Your instructions: Count the lines in the entries that contain the string "unwrap". State nothing but the number.

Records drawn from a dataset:
▬▬▬▬▬▬▬▬▬▬
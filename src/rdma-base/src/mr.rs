//! Transfer buffers and their registration.
use std::fmt;
use std::io;
use std::num::NonZeroUsize;
use std::ptr::NonNull;
use std::slice;
use std::sync::Arc;

use nix::sys::mman::{mmap, munmap, MapFlags, ProtFlags};

use crate::conn::Connection;
use crate::error::{Error, Result};
use crate::fabric::Fabric;
use crate::types::{AccessFlags, MemoryKeys};

/// Where a buffer lives.
#[derive(Debug, Clone, Copy, PartialEq, Eq)]
pub enum Placement {
    Host,
    Device,
}

impl Placement {
    /// Registration permissions for a buffer in this placement.
    ///
    /// Host buffers are only ever local receive targets. Device buffers may also be written
    /// by the peer.
    #[inline]
    pub fn access(&self) -> AccessFlags {
        match self {
            Placement::Host => AccessFlags::LOCAL_WRITE,
            Placement::Device => AccessFlags::LOCAL_WRITE | AccessFlags::REMOTE_WRITE,
        }
    }
}

/// Produces and releases the memory backing a [`Buffer`].
///
/// Pointers handed out by `allocate` are not necessarily addressable by the CPU; all host
/// access goes through `copy_to_host` and `copy_from_host`.
pub trait BufferAllocator: Send + Sync {
    fn placement(&self) -> Placement;

    fn allocate(&self, len: usize) -> io::Result<NonNull<u8>>;

    /// # Safety
    ///
    /// `ptr` and `len` must come from a prior `allocate` on this allocator.
    unsafe fn free(&self, ptr: NonNull<u8>, len: usize) -> io::Result<()>;

    /// # Safety
    ///
    /// `src` must be valid for `dst.len()` bytes.
    unsafe fn copy_to_host(&self, dst: &mut [u8], src: *const u8) -> io::Result<()>;

    /// # Safety
    ///
    /// `dst` must be valid for `src.len()` bytes.
    unsafe fn copy_from_host(&self, dst: *mut u8, src: &[u8]) -> io::Result<()>;
}

/// Page-aligned anonymous host memory.
#[derive(Debug, Default, Clone, Copy)]
pub struct HostAllocator;

impl BufferAllocator for HostAllocator {
    fn placement(&self) -> Placement {
        Placement::Host
    }

    fn allocate(&self, len: usize) -> io::Result<NonNull<u8>> {
        let length = NonZeroUsize::new(len)
            .ok_or_else(|| io::Error::new(io::ErrorKind::InvalidInput, "zero-sized buffer"))?;
        let ptr = unsafe {
            mmap(
                None,
                length,
                ProtFlags::PROT_READ | ProtFlags::PROT_WRITE,
                MapFlags::MAP_PRIVATE | MapFlags::MAP_ANONYMOUS,
                -1,
                0,
            )?
        };
        log::trace!("mapped {} bytes of host memory at {:p}", len, ptr);
        NonNull::new(ptr.cast()).ok_or_else(|| io::Error::from(io::ErrorKind::OutOfMemory))
    }

    unsafe fn free(&self, ptr: NonNull<u8>, len: usize) -> io::Result<()> {
        munmap(ptr.as_ptr().cast(), len)?;
        Ok(())
    }

    unsafe fn copy_to_host(&self, dst: &mut [u8], src: *const u8) -> io::Result<()> {
        std::ptr::copy_nonoverlapping(src, dst.as_mut_ptr(), dst.len());
        Ok(())
    }

    unsafe fn copy_from_host(&self, dst: *mut u8, src: &[u8]) -> io::Result<()> {
        std::ptr::copy_nonoverlapping(src.as_ptr(), dst, src.len());
        Ok(())
    }
}

/// The single transfer buffer of a connection. Released through its allocator on drop.
pub struct Buffer {
    ptr: NonNull<u8>,
    len: usize,
    allocator: Arc<dyn BufferAllocator>,
}

// The buffer exclusively owns its allocation.
unsafe impl Send for Buffer {}
unsafe impl Sync for Buffer {}

impl fmt::Debug for Buffer {
    fn fmt(&self, f: &mut fmt::Formatter<'_>) -> fmt::Result {
        f.debug_struct("Buffer")
            .field("ptr", &self.ptr)
            .field("len", &self.len)
            .field("placement", &self.placement())
            .finish()
    }
}

impl Drop for Buffer {
    fn drop(&mut self) {
        if let Err(e) = unsafe { self.allocator.free(self.ptr, self.len) } {
            log::warn!("failed to free {:?} buffer: {}", self.placement(), e);
        }
    }
}

impl Buffer {
    pub fn new(allocator: Arc<dyn BufferAllocator>, len: usize) -> io::Result<Self> {
        let ptr = allocator.allocate(len)?;
        Ok(Buffer {
            ptr,
            len,
            allocator,
        })
    }

    #[inline]
    pub fn as_mut_ptr(&self) -> *mut u8 {
        self.ptr.as_ptr()
    }

    #[inline]
    pub fn len(&self) -> usize {
        self.len
    }

    #[inline]
    pub fn is_empty(&self) -> bool {
        self.len == 0
    }

    #[inline]
    pub fn placement(&self) -> Placement {
        self.allocator.placement()
    }

    fn check_range(&self, offset: usize, len: usize) -> io::Result<()> {
        match offset.checked_add(len) {
            Some(end) if end <= self.len => Ok(()),
            _ => Err(io::Error::new(
                io::ErrorKind::InvalidInput,
                format!(
                    "range {}+{} exceeds buffer of {} bytes",
                    offset, len, self.len
                ),
            )),
        }
    }

    /// Copies `data` into the buffer at `offset`.
    pub fn write_at(&mut self, offset: usize, data: &[u8]) -> io::Result<()> {
        self.check_range(offset, data.len())?;
        unsafe {
            self.allocator
                .copy_from_host(self.ptr.as_ptr().add(offset), data)
        }
    }

    /// Copies `dst.len()` bytes starting at `offset` out of the buffer.
    pub fn read_at(&self, offset: usize, dst: &mut [u8]) -> io::Result<()> {
        self.check_range(offset, dst.len())?;
        unsafe { self.allocator.copy_to_host(dst, self.ptr.as_ptr().add(offset)) }
    }

    /// Direct view of a host-resident buffer. `None` for device memory.
    pub fn as_host_slice(&self) -> Option<&[u8]> {
        match self.placement() {
            Placement::Host => Some(unsafe { slice::from_raw_parts(self.ptr.as_ptr(), self.len) }),
            Placement::Device => None,
        }
    }
}

impl<F: Fabric> Connection<F> {
    /// Allocates a host buffer of `size` bytes and registers it for local writes.
    pub fn register_memory(&mut self, size: usize) -> Result<MemoryKeys> {
        self.register_with(Arc::new(HostAllocator), size)
    }

    /// Allocates a device buffer through the HIP runtime and registers it for local and
    /// remote writes.
    #[cfg(feature = "hip")]
    pub fn register_device_memory(&mut self, size: usize) -> Result<MemoryKeys> {
        self.register_with(Arc::new(crate::hip::HipAllocator::new()), size)
    }

    /// Allocates `size` bytes from `allocator` and binds them to the protection domain.
    ///
    /// The access flags follow the allocator's placement. A connection carries at most one
    /// registration.
    pub fn register_with(
        &mut self,
        allocator: Arc<dyn BufferAllocator>,
        size: usize,
    ) -> Result<MemoryKeys> {
        if self.mr.is_some() || self.buffer.is_some() {
            return Err(Error::AlreadyRegistered);
        }
        let pd = self.pd.as_ref().ok_or(Error::InvalidState {
            op: "register memory",
            state: self.state,
        })?;

        let placement = allocator.placement();
        let access = placement.access();
        let buffer = Buffer::new(allocator, size).map_err(Error::Registration)?;
        // Stored first so a failed registration still releases the allocation on teardown.
        let buffer = self.buffer.insert(buffer);
        let mr = unsafe {
            self.fabric
                .reg_mr(pd, buffer.as_mut_ptr(), buffer.len(), access)
                .map_err(Error::Registration)?
        };
        let keys = self.fabric.mr_keys(&mr);
        self.mr = Some(mr);
        log::debug!(
            "registered {} bytes of {:?} memory, access {:?}, lkey {:#x}, rkey {:#x}",
            size,
            placement,
            access,
            keys.lkey,
            keys.rkey
        );
        Ok(keys)
    }

    /// Keys of the registered buffer.
    pub fn memory_keys(&self) -> Option<MemoryKeys> {
        self.mr.as_ref().map(|mr| self.fabric.mr_keys(mr))
    }

    #[inline]
    pub fn buffer(&self) -> Option<&Buffer> {
        self.buffer.as_ref()
    }

    /// Copies `data` to the start of the registered buffer.
    pub fn write_buffer(&mut self, data: &[u8]) -> Result<()> {
        let state = self.state;
        let buffer = self.buffer.as_mut().ok_or(Error::InvalidState {
            op: "write buffer",
            state,
        })?;
        buffer.write_at(0, data)?;
        Ok(())
    }

    /// Copies the first `len` bytes of the registered buffer out.
    pub fn read_buffer(&self, len: usize) -> Result<Vec<u8>> {
        let buffer = self.buffer.as_ref().ok_or(Error::InvalidState {
            op: "read buffer",
            state: self.state,
        })?;
        let mut out = vec![0u8; len];
        buffer.read_at(0, &mut out)?;
        Ok(out)
    }
}

#[cfg(test)]
mod tests {
    use super::*;

    #[test]
    fn host_buffer_roundtrip() {
        let mut buf = Buffer::new(Arc::new(HostAllocator), 4096).unwrap();
        assert_eq!(buf.placement(), Placement::Host);
        assert_eq!(buf.as_mut_ptr() as usize % 4096, 0);
        buf.write_at(10, b"ping").unwrap();
        let mut out = [0u8; 4];
        buf.read_at(10, &mut out).unwrap();
        assert_eq!(&out, b"ping");
        assert_eq!(&buf.as_host_slice().unwrap()[10..14], b"ping");
    }

    #[test]
    fn out_of_range_access() {
        let mut buf = Buffer::new(Arc::new(HostAllocator), 16).unwrap();
        assert!(buf.write_at(14, b"ping").is_err());
        let mut out = [0u8; 4];
        assert!(buf.read_at(usize::MAX, &mut out).is_err());
    }

    #[test]
    fn zero_sized_allocation() {
        assert!(Buffer::new(Arc::new(HostAllocator), 0).is_err());
    }

    #[test]
    fn placement_access() {
        assert_eq!(Placement::Host.access(), AccessFlags::LOCAL_WRITE);
        assert!(Placement::Device
            .access()
            .contains(AccessFlags::LOCAL_WRITE | AccessFlags::REMOTE_WRITE));
        assert!(!Placement::Host.access().contains(AccessFlags::REMOTE_WRITE));
    }
}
▬▬▬▬▬▬▬▬▬▬
Answer to the problem: 5